===== Source material

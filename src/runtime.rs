//! Runtime that owns the chat state
//!
//! One task applies every transition. User commands arrive through a
//! [`ChatHandle`]; stream events, clear responses and the wipe timer come
//! back as internal actions. Observers get incremental [`ViewUpdate`]s on a
//! broadcast channel and full snapshots on a watch channel.

mod executor;
mod schedule;

#[cfg(test)]
pub mod testing;

pub use executor::ChatRuntime;
pub use schedule::ScheduledTask;

use crate::api::CompanionApi;
use crate::store::{ChatContext, ChatState, ViewUpdate};
use thiserror::Error;
use tokio::sync::{broadcast, mpsc, watch};
use tokio::task::JoinHandle;

const COMMAND_CAPACITY: usize = 32;
const UPDATE_CAPACITY: usize = 256;

/// User-level requests to the runtime
#[derive(Debug, Clone)]
pub enum Command {
    Send { text: String },
    Clear { confirmed: bool },
    /// Look up the ongoing conversation and continue it
    Resume,
    Shutdown,
}

#[derive(Debug, Clone, Copy, PartialEq, Eq, Error)]
pub enum RuntimeError {
    #[error("Chat runtime has stopped")]
    Stopped,
}

/// Cheap, cloneable access to a running [`ChatRuntime`]
#[derive(Clone)]
pub struct ChatHandle {
    command_tx: mpsc::Sender<Command>,
    updates_tx: broadcast::Sender<ViewUpdate>,
    state_rx: watch::Receiver<ChatState>,
}

impl ChatHandle {
    pub async fn send(&self, text: impl Into<String>) -> Result<(), RuntimeError> {
        self.command(Command::Send { text: text.into() }).await
    }

    /// `confirmed` is the user's answer to the clear prompt
    pub async fn clear(&self, confirmed: bool) -> Result<(), RuntimeError> {
        self.command(Command::Clear { confirmed }).await
    }

    pub async fn resume(&self) -> Result<(), RuntimeError> {
        self.command(Command::Resume).await
    }

    pub async fn shutdown(&self) -> Result<(), RuntimeError> {
        self.command(Command::Shutdown).await
    }

    pub fn subscribe(&self) -> broadcast::Receiver<ViewUpdate> {
        self.updates_tx.subscribe()
    }

    pub fn state(&self) -> watch::Receiver<ChatState> {
        self.state_rx.clone()
    }

    pub fn snapshot(&self) -> ChatState {
        self.state_rx.borrow().clone()
    }

    async fn command(&self, command: Command) -> Result<(), RuntimeError> {
        self.command_tx
            .send(command)
            .await
            .map_err(|_| RuntimeError::Stopped)
    }
}

/// Spawn a runtime over `api` and return its handle
pub fn start<A: CompanionApi + 'static>(context: ChatContext, api: A) -> (ChatHandle, JoinHandle<()>) {
    let (command_tx, command_rx) = mpsc::channel(COMMAND_CAPACITY);
    let (updates_tx, _) = broadcast::channel(UPDATE_CAPACITY);
    let (state_tx, state_rx) = watch::channel(ChatState::new());

    let runtime = ChatRuntime::new(context, api, command_rx, updates_tx.clone(), state_tx);
    let join = tokio::spawn(async move {
        runtime.run().await;
    });

    let handle = ChatHandle {
        command_tx,
        updates_tx,
        state_rx,
    };
    (handle, join)
}
//! State reconciler: turns whatever a transport pushed into the canonical
//! diff device handlers understand.

use serde_json::Value;

use hearthlink_domain::codec::colour::{KELVIN_MAX, KELVIN_MIN};
use hearthlink_domain::command::PowerState;
use hearthlink_domain::device::DeviceRecord;
use hearthlink_domain::models;
use hearthlink_domain::time::now;
use hearthlink_domain::update::{
    BaseCmd, PowerReading, RawState, RawUpdate, ReconciledUpdate, UpdateSource,
};

use crate::ports::DeviceHandler;

/// Kelvin above which a reported value is flagged as implausible.
const KELVIN_ANOMALY: u32 = 9000;

/// Normalises raw updates and forwards non-empty diffs to device handlers.
#[derive(Debug, Default)]
pub struct Reconciler;

impl Reconciler {
    #[must_use]
    pub fn new() -> Self {
        Self
    }

    /// Normalise `raw` and hand it to `handler` when it carries anything.
    ///
    /// Returns the diff that was forwarded. Handler errors are logged.
    #[tracing::instrument(skip_all, fields(device = %device.id, source = %raw.source))]
    pub fn receive_device_update<H>(
        &self,
        device: &DeviceRecord,
        raw: &RawUpdate,
        handler: &H,
    ) -> Option<ReconciledUpdate>
    where
        H: DeviceHandler + ?Sized,
    {
        tracing::debug!(?raw, "receiving update");
        let update = normalize(device, raw);

        if update.is_empty() {
            tracing::debug!("update carries no known field");
            return None;
        }
        if let Some(kelvin) = update.kelvin_anomaly {
            tracing::warn!(kelvin, clamped = ?update.kelvin, "device reported kelvin out of range");
        }

        if let Err(err) = handler.external_update(&update) {
            tracing::warn!(error = %err, "device not updated");
        }
        Some(update)
    }
}

/// Canonical diff for `raw` as seen by `device`.
#[must_use]
pub fn normalize(device: &DeviceRecord, raw: &RawUpdate) -> ReconciledUpdate {
    let mut update = ReconciledUpdate::new(raw.source, now());

    // older devices report a `data` block instead of `state`
    let legacy;
    let state = match (&raw.state, &raw.data) {
        (Some(state), _) => Some(state),
        (None, Some(data)) => {
            legacy = RawState {
                on_off: data.turn,
                brightness: data.brightness,
                ..RawState::default()
            };
            Some(&legacy)
        }
        (None, None) => None,
    };

    if let Some(state) = state {
        if let Some(on_off) = state.on_off {
            update.power = power_reading(&device.model, on_off);
        }

        if let Some(brightness) = state.brightness {
            let level = match raw.source {
                UpdateSource::Lan => Some(brightness),
                UpdateSource::Cloud if device.settings.cloud_brightness_no_scale => {
                    Some(brightness)
                }
                UpdateSource::Cloud => Some((brightness / 2.54).round()),
                UpdateSource::Wireless => None,
            };
            update.brightness = level.map(percent);
        }

        update.rgb = state.color;

        if let Some(kelvin) = state.color_tem_in_kelvin.filter(|k| *k != 0) {
            update.kelvin_anomaly = Some(kelvin).filter(|k| *k > KELVIN_ANOMALY);
            let clamped = kelvin.clamp(u32::from(KELVIN_MIN), u32::from(KELVIN_MAX));
            update.kelvin = u16::try_from(clamped).ok();
        }
    }

    update.battery = raw.battery.map(percent);
    update.leak_detected = raw.leak_detected;
    update.temperature = raw
        .temperature
        .or_else(|| state.and_then(|s| s.sta.as_ref()).and_then(|sta| sta.cur_tem));
    update.temperature_f = raw.temperature_f;
    update.set_temperature = state.and_then(|s| s.sta.as_ref()).and_then(|sta| sta.set_tem);
    update.humidity = raw.humidity;
    update.online = raw.online;

    if let Some((commands, base_cmd)) = command_list(raw) {
        update.commands = Some(commands);
        update.base_cmd = Some(base_cmd);
    }

    update
}

fn power_reading(model: &str, on_off: u8) -> Option<PowerReading> {
    if models::is_switch_double(model) {
        let (first, second) = match on_off {
            0 => (PowerState::Off, PowerState::Off),
            1 => (PowerState::On, PowerState::Off),
            2 => (PowerState::Off, PowerState::On),
            3 => (PowerState::On, PowerState::On),
            _ => return None,
        };
        return Some(PowerReading::Dual(first, second));
    }
    Some(PowerReading::Single(PowerState::from(matches!(on_off, 1 | 17))))
}

#[allow(clippy::cast_possible_truncation, clippy::cast_sign_loss)]
fn percent(value: f64) -> u8 {
    value.round().clamp(0.0, 100.0) as u8
}

fn string_list(value: Option<&Value>) -> Option<Vec<String>> {
    value?
        .as_array()?
        .iter()
        .map(|item| item.as_str().map(str::to_string))
        .collect()
}

fn truthy(value: Option<&Value>) -> bool {
    match value {
        None | Some(Value::Null) => false,
        Some(Value::Bool(b)) => *b,
        Some(Value::Number(n)) => n.as_f64().is_some_and(|n| n.abs() > f64::EPSILON),
        Some(Value::String(s)) => !s.is_empty(),
        Some(Value::Array(_) | Value::Object(_)) => true,
    }
}

fn command_list(raw: &RawUpdate) -> Option<(Vec<String>, BaseCmd)> {
    if let Some(commands) = &raw.commands {
        return Some((commands.clone(), BaseCmd::None));
    }
    if let Some(op) = &raw.op {
        if let Some(command) = &op.command {
            return Some((command.clone(), BaseCmd::Op));
        }
        if truthy(op.mode.as_ref())
            && let Some(values) = string_list(op.value.as_ref())
        {
            return Some((values, BaseCmd::OpMode));
        }
        if op.opcode.as_deref() == Some("mode")
            && let Some(values) = string_list(op.mode_value.as_ref())
        {
            return Some((values, BaseCmd::OpCodeMode));
        }
        return None;
    }
    if let Some(bulb) = &raw.bulb {
        return Some((bulb.clone(), BaseCmd::Bulb));
    }
    let data = raw.data.as_ref()?;
    if data.op.as_deref() == Some("mode") {
        return string_list(data.value.as_ref()).map(|values| (values, BaseCmd::OpMode));
    }
    None
}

==========

[Work request]
With "usize" as the word to match, copy each line of the records that has it.

[Your response]
const COMMAND_CAPACITY: usize = 32;
const UPDATE_CAPACITY: usize = 256;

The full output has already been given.